Anonymous
If you’re reading this, take care of yourself.
Growing up, I always had a vision in my head for what my future should look like. My idea of success was defined by academics, making my parents proud, having the courage to follow my passions, and surrounding myself with quality people. I wanted to do it all.
I believed that success came from careful planning and relentless hard work. This was until I entered high school, when I faced a new challenge: severe anxiety and panic attacks. I came to understand that my ideas of success were previously defined in a world void of a personal battle with mental illness. My new normal would redefine the way I led my life.
Anxiety plagued the last few years of my high school experience, but with graduation looming, college applications in process, and the dynamics of evolving relationships, I averted my gaze away from how I was feeling. I was comfortable with being uncomfortable in a sense of the word.
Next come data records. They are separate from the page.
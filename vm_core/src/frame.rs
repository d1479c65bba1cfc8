//! Frame Table: the process-wide registry of every physical frame
//! currently backing a user page. Owns allocation, pinning, and the clock
//! algorithm used to pick an eviction victim when the pool is empty.
//!
//! A single lock (`Inner`'s `spin::Mutex`) serializes every mutation of the
//! table and every pin/unpin/evict step, including the swap write performed
//! during eviction.

use crate::hal::{AllocFlags, BlockDevice, Platform, PageDirectory, UserPool};
use crate::page::Process;
use crate::swap::{Swap, SwapSlot};
use crate::{fatal, log_debug, Kpage, Upage, PAGE_SIZE};
use alloc::collections::BTreeMap;
use alloc::sync::Arc;
use alloc::vec::Vec;
use spin::Mutex;

struct Fte<P: Platform> {
    upage: Upage,
    owner: Arc<Process<P>>,
    pinned: bool,
}

struct Inner<P: Platform> {
    map: BTreeMap<usize, Fte<P>>,
    /// Insertion-ordered, conceptually circular; `clock_hand` is the index
    /// the next eviction scan resumes from.
    order: Vec<usize>,
    clock_hand: usize,
    swap: Swap<P::Device>,
}

/// The frame table plus the user pool it draws fresh frames from.
pub struct FrameTable<P: Platform> {
    inner: Mutex<Inner<P>>,
    pool: P::Pool,
}

impl<P: Platform> FrameTable<P> {
    pub fn new(pool: P::Pool, swap_device: Option<P::Device>) -> Self {
        FrameTable {
            inner: Mutex::new(Inner {
                map: BTreeMap::new(),
                order: Vec::new(),
                clock_hand: 0,
                swap: Swap::init(swap_device),
            }),
            pool,
        }
    }

    /// Allocate a frame for `upage` on behalf of `owner`. Evicts a victim if
    /// the pool is empty; panics if eviction itself cannot free anything.
    /// The returned frame is pinned — the caller must unpin it once the
    /// frame is fully populated and mapped.
    pub fn allocate(&self, flags: AllocFlags, upage: Upage, owner: &Arc<Process<P>>) -> Kpage {
        let mut inner = self.inner.lock();
        let kpage = match self.pool.alloc(flags) {
            Some(k) => k,
            None => Self::evict_and_allocate(&mut inner, &self.pool, flags),
        };
        inner.map.insert(
            kpage.addr(),
            Fte {
                upage,
                owner: owner.clone(),
                pinned: true,
            },
        );
        inner.order.push(kpage.addr());
        kpage
    }

    /// Remove the frame table entry for `kpage` and return the underlying
    /// frame to the pool.
    pub fn free(&self, kpage: Kpage) {
        let mut inner = self.inner.lock();
        Self::remove(&mut inner, kpage.addr(), true, &self.pool);
    }

    /// Remove the frame table entry for `kpage` without returning the frame
    /// to the pool — the caller has already decided to repurpose or has
    /// already released the physical frame itself.
    pub fn remove_entry(&self, kpage: Kpage) {
        let mut inner = self.inner.lock();
        Self::remove(&mut inner, kpage.addr(), false, &self.pool);
    }

    fn remove(inner: &mut Inner<P>, addr: usize, free_phys: bool, pool: &P::Pool) {
        if inner.map.remove(&addr).is_none() {
            fatal!("frame table: freeing an unregistered frame {:#x}", addr);
        }
        if let Some(pos) = inner.order.iter().position(|&a| a == addr) {
            inner.order.remove(pos);
            if inner.order.is_empty() {
                inner.clock_hand = 0;
            } else if inner.clock_hand > pos {
                // the removed element preceded the hand: everything after it
                // shifted down by one.
                inner.clock_hand -= 1;
            } else {
                // the hand itself pointed at (or before) the removed slot:
                // after the shift it now names what was the successor.
                inner.clock_hand %= inner.order.len();
            }
        }
        if free_phys {
            pool.free(Kpage(addr));
        }
    }

    pub fn pin(&self, kpage: Kpage) {
        self.set_pinned(kpage, true);
    }

    pub fn unpin(&self, kpage: Kpage) {
        self.set_pinned(kpage, false);
    }

    fn set_pinned(&self, kpage: Kpage, pinned: bool) {
        let mut inner = self.inner.lock();
        match inner.map.get_mut(&kpage.addr()) {
            Some(fte) => fte.pinned = pinned,
            None => fatal!("frame table: pin/unpin of a frame that isn't registered: {:#x}", kpage.addr()),
        }
    }

    /// Read a swap slot back into `kpage`, serialized by the same lock that
    /// guards eviction's swap writes (§ swap provides no locking of its
    /// own).
    pub fn swap_in(&self, slot: SwapSlot, kpage: Kpage) {
        let mut inner = self.inner.lock();
        let bytes = unsafe { kpage_bytes_mut(kpage) };
        inner.swap.swap_in(slot, bytes);
    }

    /// Release a swap slot without reading it back, used by SPT teardown.
    pub fn free_swap_slot(&self, slot: SwapSlot) {
        let mut inner = self.inner.lock();
        inner.swap.free(slot);
    }

    /// Evict a victim, write it to swap, and allocate a fresh frame from the
    /// pool. Must be called with `inner`'s lock already held.
    fn evict_and_allocate(inner: &mut Inner<P>, pool: &P::Pool, flags: AllocFlags) -> Kpage {
        let victim_addr = Self::pick_victim(inner);
        let fte = inner
            .map
            .get(&victim_addr)
            .expect("frame listed in the eviction order but missing from the map");
        let upage = fte.upage;
        let owner = fte.owner.clone();

        // Tear down the hardware mapping: further access to `upage` faults.
        owner.page_dir.clear_page(upage);

        // The hardware may have recorded "dirty" against either alias.
        let dirty = owner.page_dir.is_dirty(upage.addr()) || owner.page_dir.is_dirty(victim_addr);

        let bytes = unsafe { kpage_bytes_mut(Kpage(victim_addr)) };
        let slot = inner.swap.swap_out(bytes);

        owner.spt.set_swap(upage, slot);
        owner.spt.set_dirty(upage, dirty);

        log_debug!(
            "[FRAME] evicted upage={:#x} kpage={:#x} dirty={} -> slot {}",
            upage.addr(),
            victim_addr,
            dirty,
            slot
        );

        Self::remove(inner, victim_addr, true, pool);

        pool.alloc(flags)
            .unwrap_or_else(|| fatal!("evict_and_allocate: pool allocation failed after eviction"))
    }

    /// Clock-algorithm scan: skip pinned frames, give accessed frames a
    /// second chance by clearing their accessed bit, and pick the first
    /// unpinned, unaccessed frame found. Bounded at `2 * |frames|`
    /// iterations; exhausting the bound means every frame is pinned or
    /// perpetually accessed, which is a caller bug.
    ///
    /// Each candidate's accessed bit is checked against *its own* owner's
    /// page directory (not the evicting thread's), since eviction can and
    /// does cross process boundaries here.
    fn pick_victim(inner: &mut Inner<P>) -> usize {
        let n = inner.order.len();
        if n == 0 {
            fatal!("frame table: empty, cannot evict -- there must be a leak somewhere");
        }
        let bound = 2 * n;
        for _ in 0..bound {
            if inner.clock_hand >= inner.order.len() {
                inner.clock_hand = 0;
            }
            let addr = inner.order[inner.clock_hand];
            inner.clock_hand = (inner.clock_hand + 1) % inner.order.len();

            let fte = inner
                .map
                .get(&addr)
                .expect("frame listed in the eviction order but missing from the map");
            if fte.pinned {
                continue;
            }
            if fte.owner.page_dir.is_accessed(fte.upage) {
                fte.owner.page_dir.set_accessed(fte.upage, false);
                continue;
            }
            return addr;
        }
        fatal!("frame table: cannot evict any frame -- not enough memory");
    }
}

/// Reinterpret a frame's contents as a page-sized byte buffer.
///
/// # Safety
/// `kpage` must be a live, page-aligned kernel virtual address backing a
/// full `PAGE_SIZE` region of readable and writable memory for the
/// duration of the borrow.
pub unsafe fn kpage_bytes_mut(kpage: Kpage) -> &'static mut [u8; PAGE_SIZE] {
    unsafe { &mut *(kpage.addr() as *mut [u8; PAGE_SIZE]) }
}

#[cfg(test)]
mod tests {
    use super::*;
    use crate::hal::VmFile;
    use crate::page::Process;
    use std::alloc::{alloc_zeroed, dealloc, Layout};
    use std::cell::RefCell;
    use std::collections::BTreeMap as StdMap;

    struct TestPool {
        layout: Layout,
        frames: RefCell<Vec<*mut u8>>,
        cap: usize,
    }

    impl TestPool {
        fn new(cap: usize) -> Self {
            TestPool {
                layout: Layout::from_size_align(PAGE_SIZE, PAGE_SIZE).unwrap(),
                frames: RefCell::new(Vec::new()),
                cap,
            }
        }
    }

    impl UserPool for TestPool {
        fn alloc(&self, _flags: AllocFlags) -> Option<Kpage> {
            let mut frames = self.frames.borrow_mut();
            if frames.len() >= self.cap {
                return None;
            }
            let ptr = unsafe { alloc_zeroed(self.layout) };
            frames.push(ptr);
            Some(Kpage(ptr as usize))
        }

        fn free(&self, kpage: Kpage) {
            let mut frames = self.frames.borrow_mut();
            frames.retain(|&p| p as usize != kpage.addr());
            unsafe { dealloc(kpage.addr() as *mut u8, self.layout) };
        }
    }

    #[derive(Default)]
    struct DirState {
        mapped: StdMap<usize, (usize, bool)>, // upage -> (kpage, writable)
        accessed: StdMap<usize, bool>,
        dirty: StdMap<usize, bool>,
    }

    #[derive(Clone)]
    struct TestDir {
        state: std::rc::Rc<RefCell<DirState>>,
    }

    impl TestDir {
        fn new() -> Self {
            TestDir {
                state: std::rc::Rc::new(RefCell::new(DirState::default())),
            }
        }
    }

    impl PageDirectory for TestDir {
        fn set_page(&self, upage: Upage, kpage: Kpage, writable: bool) -> bool {
            self.state.borrow_mut().mapped.insert(upage.addr(), (kpage.addr(), writable));
            true
        }
        fn clear_page(&self, upage: Upage) {
            self.state.borrow_mut().mapped.remove(&upage.addr());
        }
        fn is_accessed(&self, upage: Upage) -> bool {
            *self.state.borrow().accessed.get(&upage.addr()).unwrap_or(&false)
        }
        fn set_accessed(&self, upage: Upage, value: bool) {
            self.state.borrow_mut().accessed.insert(upage.addr(), value);
        }
        fn is_dirty(&self, addr: usize) -> bool {
            *self.state.borrow().dirty.get(&addr).unwrap_or(&false)
        }
        fn set_dirty(&self, addr: usize, value: bool) {
            self.state.borrow_mut().dirty.insert(addr, value);
        }
    }

    struct NullFile;
    impl VmFile for NullFile {
        fn seek(&self, _offset: u64) {}
        fn read(&self, _buf: &mut [u8]) -> usize {
            0
        }
    }

    struct TestDisk {
        sectors: RefCell<Vec<[u8; crate::SECTOR_SIZE]>>,
    }
    impl TestDisk {
        fn with_pages(n: usize) -> Self {
            TestDisk {
                sectors: RefCell::new(vec![[0u8; crate::SECTOR_SIZE]; n * crate::SECTORS_PER_PAGE]),
            }
        }
    }
    impl BlockDevice for TestDisk {
        fn size_in_sectors(&self) -> usize {
            self.sectors.borrow().len()
        }
        fn read(&self, sector: usize, buf: &mut [u8; crate::SECTOR_SIZE]) {
            buf.copy_from_slice(&self.sectors.borrow()[sector]);
        }
        fn write(&self, sector: usize, buf: &[u8; crate::SECTOR_SIZE]) {
            self.sectors.borrow_mut()[sector] = *buf;
        }
    }

    struct TestPlatform;
    impl Platform for TestPlatform {
        type PageDir = TestDir;
        type Pool = TestPool;
        type Device = TestDisk;
        type File = NullFile;
    }

    fn process(dir: TestDir) -> Arc<Process<TestPlatform>> {
        Process::new(dir)
    }

    #[test]
    fn allocate_returns_pinned_distinct_frames() {
        let table = FrameTable::<TestPlatform>::new(TestPool::new(4), Some(TestDisk::with_pages(4)));
        let owner = process(TestDir::new());
        let a = table.allocate(0, Upage(0x1000), &owner);
        let b = table.allocate(0, Upage(0x2000), &owner);
        assert_ne!(a, b);
    }

    #[test]
    #[should_panic(expected = "not enough memory")]
    fn eviction_panics_when_every_frame_is_pinned() {
        let table = FrameTable::<TestPlatform>::new(TestPool::new(1), Some(TestDisk::with_pages(4)));
        let owner = process(TestDir::new());
        // the pool has capacity 1 and the sole frame stays pinned (as
        // `allocate` always hands back pinned frames) -- the next
        // allocation has nothing unpinned to evict.
        let _a = table.allocate(0, Upage(0x1000), &owner);
        let _b = table.allocate(0, Upage(0x2000), &owner);
    }

    #[test]
    fn pinning_protects_a_frame_from_eviction() {
        let table = FrameTable::<TestPlatform>::new(TestPool::new(2), Some(TestDisk::with_pages(4)));
        let owner = process(TestDir::new());

        let a = table.allocate(0, Upage(0x1000), &owner);
        owner.spt.install_frame(Upage(0x1000), a);
        table.unpin(a);

        let b = table.allocate(0, Upage(0x2000), &owner);
        owner.spt.install_frame(Upage(0x2000), b);
        table.pin(b); // already pinned by allocate, but be explicit

        // pool is full (2/2); the next allocate must evict `a`, not `b`.
        let c = table.allocate(0, Upage(0x3000), &owner);
        owner.spt.install_frame(Upage(0x3000), c);
        table.unpin(c);

        // `a`'s spt entry should have moved to ON_SWAP, `b` should still be resident.
        assert!(!owner.spt.has_frame(Upage(0x1000)));
        assert!(owner.spt.has_frame(Upage(0x2000)));
    }

    #[test]
    fn second_chance_clears_accessed_before_evicting() {
        let table = FrameTable::<TestPlatform>::new(TestPool::new(2), Some(TestDisk::with_pages(4)));
        let owner = process(TestDir::new());

        let a = table.allocate(0, Upage(0x1000), &owner);
        owner.spt.install_frame(Upage(0x1000), a);
        owner.page_dir.set_accessed(Upage(0x1000), true);
        table.unpin(a);

        let b = table.allocate(0, Upage(0x2000), &owner);
        owner.spt.install_frame(Upage(0x2000), b);
        owner.page_dir.set_accessed(Upage(0x2000), true);
        table.unpin(b);

        // both accessed: the clock sweep must clear each once (second
        // chance) before a third allocation can evict one of them.
        let c = table.allocate(0, Upage(0x3000), &owner);
        owner.spt.install_frame(Upage(0x3000), c);
        table.unpin(c);

        let a_evicted = !owner.spt.has_frame(Upage(0x1000));
        let b_evicted = !owner.spt.has_frame(Upage(0x2000));
        assert!(a_evicted ^ b_evicted, "exactly one of the two accessed frames should have been evicted");
    }
}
The way I felt, beginning in 2019, continued along a downward spiral as time passed.
It was only after five years as a sophomore in college that I bit the bullet— I finally decided to get the help I needed.
I was diagnosed with Generalised Anxiety Disorder and Panic Disorder and felt in control for the first time. This newfound closure seemed to be the answer to all of my problems—in understanding what was wrong, perhaps now the only obstacle was finding the correct medication.
I wasn’t ready for all the trial and error that it would take over the year and the distress that wrong medication would cause me. Multiple failed medicine trials later, I was dealing with severe side effects that were worsening my mental health while I still juggled academics and extracurriculars.
By the end of 2024, my mental health had never been worse. My usual optimistic personality had begun to fade—I had reached my breaking point. Anxiety was interfering with all aspects of my daily life, and I plummeted into a depression. I loved college, but for the first time, I wanted to give up.
I tried to convince myself that temporary fixes like focusing on my social life, carving out a few hours every day to make time for something I loved and attempting to shift my mindset away from academics would lead to a slow improvement in my mental health, but Wake Forest isn’t an environment that allows for that. Nothing was working.
I decided to wait until the end of the semester to see how I felt about taking time off, but imagining myself in college continuing the way I had been got harder by the day.
The idea of taking time off terrified me. I didn’t want to feel or be perceived as a failure. I didn’t want anyone to know how much I was struggling; the time off would give it away. Ultimately, I made the very hard decision to take some time away from school and be at home.
Initially, being at home was hard. I constantly went back and forth in my head with the decision. It seemed like all my friends and peers were moving on with their lives, and I was stuck.
Being at home and suddenly having my time not governed by a calendar and to-do list made me feel extremely guilty because I had it ingrained in my head to constantly be working towards my next goal. From having a packed schedule down to the minute for the last few years to feeling boredom — a feeling I had forgotten in the chaos- it was a massive adjustment. I had to remind myself that doing nothing was what my mind and body needed in order to slow down.
Pretty soon, I realised that I was so burnt out from the last few years of constantly focusing on the next goal—I forgot how to take care of myself.
These last few months at home have been the best decision I could’ve made for myself. I found a medication that works, have been able to make time for regular therapy, and most importantly, have allowed myself to exist outside of my own unrealistic expectations. I’ve spent the last few months prioritising self-care, which to me is reading books, spending time with family, and enjoying long walks with my thoughts and music. While seemingly simplistic pleasures, we often forget to take a second and practice them for the betterment of our hearts and minds. I’m starting to feel like myself again, and I’ve been able to enjoy the fruits of the hard work I’ve invested into me.
Please take care of yourself, slow down and listen to your needs, and make space for joy. We owe it to ourselves. You are never alone in your struggles.